# New Law Regarding the Guardia Civil



## Jacaranda (Dec 31, 2013)

Does any out there know about a new law passed recently that gives the Guardia Civil carte blanche over any issues you have with them? Apparently no one is allowed to complain, report problems or behaviour of the force... sounds ominous to me


----------



## Aron (Apr 30, 2013)

Ask your car insurance company, they deal with many motoring fines for their customers given out by the Guardia!


----------



## mrypg9 (Apr 26, 2008)

Jacaranda said:


> Does any out there know about a new law passed recently that gives the Guardia Civil carte blanche over any issues you have with them? Apparently no one is allowed to complain, report problems or behaviour of the force... sounds ominous to me


This seems to be one of those embellishments of actually existing fact that are passed around in the immigrant community! This may be due to the fact that not all immigrants have enough Spanish to read/hear news so information can tend to be a tad inaccurate.
It's presumably based on the proposed law which imposes stringent conditions on where and how you can protest or demonstrate. I'm not sure if this law has actually been passed by the Cortes but if not I'm sure it will be..
It is not aimed specifically at giving the GC carte blanche and if one has legitimate concerns they will presumably be dealt with as before...
It is however aimed principally at curbing political and social unrest and as such is extremely illiberal.


----------



## Alcalaina (Aug 6, 2010)

It's the Ley de Seguridad Ciudadana and it hasn't been passed yet. It has brought widespread international criticism, which may lead it to being moderated somewhat. 

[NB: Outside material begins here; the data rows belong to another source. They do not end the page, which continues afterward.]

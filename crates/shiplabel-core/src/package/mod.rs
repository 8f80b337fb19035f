//! Packaging generated labels for delivery.

mod merge;

pub use merge::merge_labels;

use tracing::info;

use crate::error::{LabelError, PackageError};
use crate::models::config::{DeliveryMode, OutputConfig};
use crate::models::label::LabelPage;

/// A packaged batch ready to hand to the user.
#[derive(Debug, Clone)]
pub struct Deliverable {
    /// File name, e.g. `shipping_labels_20240115_123005.zip`.
    pub filename: String,
    /// File contents.
    pub data: Vec<u8>,
    /// How the labels were packaged.
    pub mode: DeliveryMode,
}

impl Deliverable {
    /// MIME type of the deliverable.
    pub fn media_type(&self) -> &'static str {
        match self.mode {
            DeliveryMode::Archive => "application/zip",
            DeliveryMode::Merged => "application/pdf",
        }
    }
}

/// Bundle label PDFs into a ZIP archive, one deflated entry per label.
#[cfg(feature = "archive")]
pub fn write_archive(labels: &[LabelPage]) -> Result<Vec<u8>, PackageError> {
    use std::io::{Cursor, Write};
    use zip::write::SimpleFileOptions;

    if labels.is_empty() {
        return Err(PackageError::Empty);
    }

    let options = SimpleFileOptions::default().compression_method(zip::CompressionMethod::Deflated);
    let mut writer = zip::ZipWriter::new(Cursor::new(Vec::new()));

    for label in labels {
        writer
            .start_file(label.filename(), options)
            .map_err(|e| PackageError::Archive(e.to_string()))?;
        writer
            .write_all(label.data())
            .map_err(|e| PackageError::Archive(e.to_string()))?;
    }

    let cursor = writer
        .finish()
        .map_err(|e| PackageError::Archive(e.to_string()))?;
    Ok(cursor.into_inner())
}

/// Package labels according to `config`, naming the result with `timestamp`.
pub fn package(
    labels: &[LabelPage],
    config: &OutputConfig,
    timestamp: &str,
) -> Result<Deliverable, LabelError> {
    if labels.is_empty() {
        return Err(PackageError::Empty.into());
    }

    let (data, extension) = match config.delivery {
        DeliveryMode::Archive => (archive(labels)?, "zip"),
        DeliveryMode::Merged => (merge_labels(labels)?, "pdf"),
    };

    let filename = format!("{}_{}.{}", config.file_prefix, timestamp, extension);
    info!(
        "Packaged {} label(s) into {} ({} bytes)",
        labels.len(),
        filename,
        data.len()
    );

    Ok(Deliverable {
        filename,
        data,
        mode: config.delivery,
    })
}

#[cfg(feature = "archive")]
fn archive(labels: &[LabelPage]) -> Result<Vec<u8>, PackageError> {
    write_archive(labels)
}

#[cfg(not(feature = "archive"))]
fn archive(_labels: &[LabelPage]) -> Result<Vec<u8>, PackageError> {
    Err(PackageError::Archive(
        "built without the `archive` feature".to_string(),
    ))
}

#[cfg(test)]
mod tests {
    use super::*;
    use crate::models::shipment::ShipmentFields;
    use crate::synth::{LabelGenerator, LabelSynthesizer};
    use pretty_assertions::assert_eq;

    fn labels() -> Vec<LabelPage> {
        let fields = ShipmentFields {
            identifier: "PLS12345".to_string(),
            order_number: "SO-9988-1".to_string(),
            carrier_code: "ABCD".to_string(),
            tracking_number: "555666".to_string(),
            piece_count: 2,
        };
        LabelGenerator::new().synthesize(&fields).unwrap()
    }

    #[test]
    fn test_archive_entries_in_order() {
        let data = write_archive(&labels()).unwrap();
        let mut archive = zip::ZipArchive::new(std::io::Cursor::new(data)).unwrap();

        let names: Vec<String> = (0..archive.len())
            .map(|i| archive.by_index(i).unwrap().name().to_string())
            .collect();
        assert_eq!(names, vec!["SO-9988-1_1_of_2.pdf", "SO-9988-1_2_of_2.pdf"]);
    }

    #[test]
    fn test_package_names() {
        let config = OutputConfig::default();
        let deliverable = package(&labels(), &config, "20240115_123005").unwrap();
        assert_eq!(deliverable.filename, "shipping_labels_20240115_123005.zip");
        assert_eq!(deliverable.media_type(), "application/zip");

        let merged = OutputConfig {
            delivery: DeliveryMode::Merged,
            file_prefix: "labels".to_string(),
            ..Default::default()
        };
        let deliverable = package(&labels(), &merged, "20240115_123005").unwrap();
        assert_eq!(deliverable.filename, "labels_20240115_123005.pdf");
        assert!(deliverable.data.starts_with(b"%PDF"));
    }

    #[test]
    fn test_empty_batch_is_an_error() {
        assert!(matches!(write_archive(&[]), Err(PackageError::Empty)));
        assert!(matches!(
            package(&[], &OutputConfig::default(), "x"),
            Err(LabelError::Package(PackageError::Empty))
        ));
    }
}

One of the clauses introduces a fine of up to €30,000 for "offences against Spain", which the forces of law and order can more or less make up as they go along. It will also be an offence to photograph or film the police or GC in the course of their duties.


----------



## djfwells (Sep 28, 2009)

Sounds like Chinese Whispers to me.


----------



## jojo (Sep 20, 2007)

Alcalaina said:


> It will also be an offence to photograph or film the police or GC in the course of their duties.



Heck, that'll put paid to the british tv channel that shows "night life" in Benalmadena, Torremolinos and Marbella!!!

Jo xxx


----------



## el romeral (May 8, 2012)

Aron said:


> Ask your car insurance company, they deal with many motoring fines for their customers given out by the Guardia!


Not sure if always the case? My car insurance company (Abbeygate) did not offer me any help whatsoever when I questioned a fine I received from the GC last year.


----------



## Aron (Apr 30, 2013)

el romeral said:


> Not sure if always the case? My car insurance company (Abbeygate) did not offer me any help whatsoever when I questioned a fine I received from the GC last year.


I personally have never had a problem with the Guardia, I'm only telling you what a neighbour told me. He's a policeman!


----------



## CapnBilly (Jun 7, 2011)

el romeral said:


> Not sure if always the case? My car insurance company (Abbeygate) did not offer me any help whatsoever when I questioned a fine I received from the GC last year.


 Linea Directa offer this service, although I've never had cause to use it.


----------



## gus-lopez (Jan 4, 2010)

Yes, I've got 'fine defence',& 'legal cover'. Not all offer it & it is dependent on what cover you have also.


----------



## el romeral (May 8, 2012)

Aron said:


> I personally have never had a problem with the Guardia, I'm only telling you what a neighbour told me. He's a policeman!


Shows how much he knows then


----------



## Aron (Apr 30, 2013)

el romeral said:


> Shows how much he knows then


Probably more than you!


----------